Have you heard of harsh parenting? Harsh parenting is defined as angry, hostile and antisocial. And according to an article on WebMD, harsh parenting can inflict physical damage on kids as well as psychological damage that can last into adulthood. This parenting style has more ill effects on children than you’ve likely considered, and a buffer parent is not able to undo the damage. That’s the upshot of a new study in the journal of Social Science & Medicine.

The study looked at 451 students in Iowa in the late 1980s. The children were studied over a course of eight years. The article also says that having a parent who is loving only compounds the problem.

"Harshness, as we measured it, is always bad for kids. But it is particularly bad if the adolescent perceives high levels of warmth and support from the other parent," said study lead author Thomas Schofield.

How to Tell If You're a Harsh Parent

Here are the ways you can determine if you’re a practitioner of harsh parenting.

Look at Your Children’s Reactions

Do your kids avoid you or seem afraid of you? If so, that might be a sign that you are exhibiting harsh parenting techniques. All kids might seem fearful when a parent is about to discipline them, so that’s understandable, but if their hesitation around you goes well beyond a normal and healthy fear, there might be a deeper issue you need to confront.

Think About the Words You Use

As the WebMD article states, harsh parenting is not abuse. It’s a form of parenting where a parent is angry and openly hostile towards their children. Many times, this manifests itself through the words we use. Take a step back and think about the way you converse with your children. Are the words you use demeaning, overly negative, and mean-spirited? If so, this might be an indication you need to tone it down.

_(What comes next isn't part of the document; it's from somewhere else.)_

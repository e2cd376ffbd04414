//! The engine daemon: configuration, logging and the periodic tasks.

pub mod config;
pub mod scheduler;
pub mod start;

Be Aware of Your Mood Swings

Are you angry often in your personal or professional life? If so, you might be bringing this animosity home with you and taking it out on your family. If this is the case, you might want to seek some professional help, or at least work to minimize the anger you feel, and find ways to relieve the stress you’re under.

Consider Your Actions

Do you act one way in public around your kids and a different way at home? If so, this could be a sign that you realize your words and actions are too harsh for public consumption and there might be a problem.

How to Fix It

If harsh parenting is a feature of your parenting style, there are ways to minimize it.

Ask for Feedback

Speak to your spouse and have a frank and open discussion about what they see, and how they feel it impacts your children. Be prepared to hear things you may not like, and determine if you need to make a change.

Do the Work

If there is a problem, be prepared for it take some serious work to change it. This behavior might be more of a way of life for you, and that can mean a complete change in thinking about how you solve problems, deal with people, and handle pressure. It’s not insurmountable, but it will be a process.

Make the Effort With Your Kids

You might need to put in some real effort to repair the damage to your relationship with your children, and that may not be quick or easy. Children are resilient and forgiving. At their core, they love you. If you feel the same and want to improve your relationship with them, they will most likely give you the chance to do that.